ALTERNATIVE DISPUTE RESOLUTION STRATEGIES

It is now a quarter of a century since the Woolf Reforms and the Civil Procedure Rules (CPR) which brought alternative dispute resolution (ADR) to the forefront of English legal public policy. This push continues, with a further consultation on mediation in the civil justice system held in 2022 – initially focused on small claims, but possibly heralding a greater role for court-administered ADR processes. The approach of the courts, practitioners and legal thinkers continues to evolve, in ways that can risk leaving behind the awareness and strategies of commercial parties. This article considers where the courts are now, and how businesses’ strategies need to continue to adapt. It considers some of the strategic options open to parties across the dispute resolution spectrum. Finally, it will look at some of the specific approaches to mediation and negotiation that can set the conditions for success.

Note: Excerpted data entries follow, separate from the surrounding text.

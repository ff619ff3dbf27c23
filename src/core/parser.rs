//! IG-010: Description parsing, validation and module construction.
//!
//! Parses ignis.yaml and validates structural constraints:
//! - Version must be "1.0"
//! - Module name must be a valid identifier
//! - Each action sets exactly one of contract / call / static_call
//! - `on`, `after`, `{{ref}}` and export names must exist
//!
//! `build_module` then replays the description through `ModuleBuilder`.

use super::builder::{validate_name, ActionOptions, ModuleBuilder};
use super::error::BuildError;
use super::resolver::is_address;
use super::types::*;
use std::path::Path;

/// Validation error.
#[derive(Debug, Clone)]
pub struct ValidationError {
    pub message: String,
}

impl std::fmt::Display for ValidationError {
    fn fmt(&self, f: &mut std::fmt::Formatter<'_>) -> std::fmt::Result {
        write!(f, "{}", self.message)
    }
}

/// Parse an ignis.yaml file from disk.
pub fn parse_description_file(path: &Path) -> Result<Description, String> {
    let content = std::fs::read_to_string(path)
        .map_err(|e| format!("failed to read {}: {}", path.display(), e))?;
    parse_description(&content)
}

/// Parse an ignis.yaml from a string.
pub fn parse_description(yaml: &str) -> Result<Description, String> {
    serde_yaml_ng::from_str(yaml).map_err(|e| format!("YAML parse error: {}", e))
}

/// Parse, validate and build in one step.
pub fn load_module(path: &Path) -> Result<(Description, Module), String> {
    let desc = parse_description_file(path)?;
    let errors = validate_description(&desc);
    if !errors.is_empty() {
        let lines: Vec<String> = errors.iter().map(|e| format!("  - {}", e)).collect();
        return Err(format!(
            "{} validation error(s) in {}:\n{}",
            errors.len(),
            path.display(),
            lines.join("\n")
        ));
    }
    let module = build_module(&desc).map_err(|e| e.to_string())?;
    Ok((desc, module))
}

/// A `{{...}}` argument.
#[derive(Debug, PartialEq, Eq)]
enum Template<'a> {
    Param(&'a str),
    Action(&'a str),
}

/// Classify a string argument: `Ok(None)` for a plain literal.
fn parse_template(raw: &str) -> Result<Option<Template<'_>>, String> {
    let s = raw.trim();
    let whole = s.starts_with("{{") && s.ends_with("}}") && s.len() >= 4;
    if !whole {
        if s.contains("{{") {
            return Err(format!("'{}' mixes a template with literal text", raw));
        }
        return Ok(None);
    }
    let inner = s[2..s.len() - 2].trim();
    if inner.is_empty() || inner.contains("{{") || inner.contains("}}") {
        return Err(format!("'{}' is not a single template", raw));
    }
    Ok(Some(match inner.strip_prefix("params.") {
        Some(param) => Template::Param(param.trim()),
        None => Template::Action(inner),
    }))
}

/// Which kinds an action spec sets.
fn kinds_of(spec: &ActionSpec) -> Vec<ActionKind> {
    let mut kinds = Vec::new();
    if spec.contract.is_some() {
        kinds.push(ActionKind::Deploy);
    }
    if spec.call.is_some() {
        kinds.push(ActionKind::Call);
    }
    if spec.static_call.is_some() {
        kinds.push(ActionKind::StaticCall);
    }
    kinds
}

/// Validate a parsed description. Returns a list of errors (empty = valid).
pub fn validate_description(desc: &Description) -> Vec<ValidationError> {
    let mut errors = Vec::new();
    let mut push = |message: String| errors.push(ValidationError { message });

    if desc.version != "1.0" {
        push(format!("version must be \"1.0\", got \"{}\"", desc.version));
    }

    if desc.module.is_empty() {
        push("module must not be empty".to_string());
    } else if let Err(e) = validate_name(&desc.module) {
        push(e.to_string());
    }

    for (name, spec) in &desc.actions {
        let kinds = kinds_of(spec);
        match kinds.as_slice() {
            [] => push(format!(
                "action '{}' sets none of contract, call, static_call",
                name
            )),
            [ActionKind::Deploy] => {
                if spec.on.is_some() {
                    push(format!("action '{}' (contract) must not set 'on'", name));
                }
            }
            [_] => match &spec.on {
                None => push(format!("action '{}' needs an 'on' target", name)),
                Some(target) if !desc.actions.contains_key(target) => push(format!(
                    "action '{}' targets unknown action '{}'",
                    name, target
                )),
                Some(target) if target == name => {
                    push(format!("action '{}' targets itself", name))
                }
                Some(_) => {}
            },
            _ => push(format!(
                "action '{}' sets more than one of contract, call, static_call",
                name
            )),
        }

        for dep in &spec.after {
            if dep == name {
                push(format!("action '{}' runs after itself", name));
            } else if !desc.actions.contains_key(dep) {
                push(format!("action '{}' runs after unknown action '{}'", name, dep));
            }
        }

        for arg in &spec.args {
            let serde_yaml_ng::Value::String(s) = arg else {
                continue;
            };
            match parse_template(s) {
                Ok(Some(Template::Param(p))) if !desc.parameters.contains_key(p) => push(
                    format!("action '{}' references unknown parameter '{}'", name, p),
                ),
                Ok(Some(Template::Action(a))) if !desc.actions.contains_key(a) => push(
                    format!("action '{}' references unknown action '{}'", name, a),
                ),
                Ok(_) => {}
                Err(e) => push(format!("action '{}': {}", name, e)),
            }
        }
    }

    for export in &desc.exports {
        if !desc.actions.contains_key(export) {
            push(format!("export '{}' names an unknown action", export));
        }
    }

    errors
}

/// Convert a YAML literal into a value.
pub fn yaml_to_value(context: &str, raw: &serde_yaml_ng::Value) -> Result<Value, BuildError> {
    use serde_yaml_ng::Value as Yaml;
    let invalid = |reason: String| BuildError::InvalidLiteral {
        context: context.to_string(),
        reason,
    };
    match raw {
        Yaml::Null => Ok(Value::Unit),
        Yaml::Bool(b) => Ok(Value::Bool(*b)),
        Yaml::Number(n) => {
            if let Some(u) = n.as_u64() {
                Ok(Value::Uint(u128::from(u)))
            } else if let Some(i) = n.as_i64() {
                Ok(Value::Int(i128::from(i)))
            } else {
                Err(invalid(format!(
                    "{} is not an integer; quote large or fractional numbers",
                    n
                )))
            }
        }
        Yaml::String(s) if is_address(s) => Ok(Value::Address(s.clone())),
        Yaml::String(s) => Ok(Value::String(s.clone())),
        Yaml::Sequence(_) | Yaml::Mapping(_) => {
            Err(invalid("lists and maps are not supported as arguments".to_string()))
        }
        Yaml::Tagged(t) => Err(invalid(format!("unsupported YAML tag {}", t.tag))),
    }
}

/// Replay a description through the builder. Parameters are declared first,
/// in order, then actions in order; references may point forward.
pub fn build_module(desc: &Description) -> Result<Module, BuildError> {
    let mut m = ModuleBuilder::new(&desc.module);

    for (name, spec) in &desc.parameters {
        let default = spec
            .default
            .as_ref()
            .map(|raw| yaml_to_value(&format!("parameter {}", name), raw))
            .transpose()?;
        let param_type = spec
            .param_type
            .or_else(|| default.as_ref().and_then(Value::param_type))
            .unwrap_or(ParamType::String);
        m.get_parameter_typed(name, param_type, default);
    }

    let kind_of = |context: &str, name: &str| -> Result<ActionKind, BuildError> {
        let spec = desc
            .actions
            .get(name)
            .ok_or_else(|| BuildError::InvalidReference {
                context: context.to_string(),
                reference: name.to_string(),
                reason: "no such action".to_string(),
            })?;
        kinds_of(spec)
            .first()
            .copied()
            .ok_or_else(|| BuildError::InvalidReference {
                context: context.to_string(),
                reference: name.to_string(),
                reason: "action has no kind".to_string(),
            })
    };

    for (name, spec) in &desc.actions {
        let mut args = Vec::with_capacity(spec.args.len());
        for raw in &spec.args {
            let input = match raw {
                serde_yaml_ng::Value::String(s) => {
                    match parse_template(s).map_err(|reason| BuildError::InvalidLiteral {
                        context: name.clone(),
                        reason,
                    })? {
                        Some(Template::Param(p)) => {
                            let Some(decl) = desc.parameters.get(p) else {
                                return Err(BuildError::InvalidReference {
                                    context: name.clone(),
                                    reference: format!("params.{}", p),
                                    reason: "no such parameter".to_string(),
                                });
                            };
                            // Already declared above; this only returns the future.
                            let param_type = decl.param_type.unwrap_or(ParamType::String);
                            Input::Future(m.get_parameter_typed(p, param_type, None))
                        }
                        Some(Template::Action(a)) => Input::Future(m.reference(a, kind_of(name, a)?)),
                        None => Input::Literal(yaml_to_value(name, raw)?),
                    }
                }
                other => Input::Literal(yaml_to_value(name, other)?),
            };
            args.push(input);
        }

        let mut after = Vec::with_capacity(spec.after.len());
        for dep in &spec.after {
            after.push(m.reference(dep, kind_of(name, dep)?));
        }
        let options = ActionOptions {
            id: Some(name.clone()),
            after,
        };

        let target = |on: &Option<String>| -> Result<Future, BuildError> {
            let on = on.as_deref().ok_or_else(|| BuildError::InvalidReference {
                context: name.clone(),
                reference: String::new(),
                reason: "call needs an 'on' target".to_string(),
            })?;
            Ok(m.reference(on, kind_of(name, on)?))
        };

        match (&spec.contract, &spec.call, &spec.static_call) {
            (Some(artifact), None, None) => {
                m.contract(artifact, args, options)?;
            }
            (None, Some(method), None) => {
                let on = target(&spec.on)?;
                m.call(&on, method, args, options)?;
            }
            (None, None, Some(method)) => {
                let on = target(&spec.on)?;
                m.static_call(&on, method, args, options)?;
            }
            _ => {
                return Err(BuildError::InvalidName {
                    name: name.clone(),
                    reason: "exactly one of contract, call, static_call must be set".to_string(),
                })
            }
        }
    }

    for export in &desc.exports {
        let future = m.reference(export, kind_of("exports", export)?);
        m.export(export, &future)?;
    }

    m.build()
}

Commercial contracts have long included tiered dispute resolution clauses, often with requirements for the parties to conduct meetings or negotiations before litigating. These potentially serve a purpose in focusing parties’ minds before going to court. However, such ‘agreements to negotiate’ were historically considered unenforceable as they usually lacked legal certainty, and it is arguably pointless to oblige a party to do something which must be undertaken willingly to have any prospect of success.

That has changed over the last decade, partly in response to developments in other common law jurisdictions. In Emirates Trading Agency LLC v. Prime Mineral Experts Pte Ltd, the English court upheld a provision obliging the parties to “seek to resolve the dispute or claim by friendly discussion”, staying an arbitration in order to do so.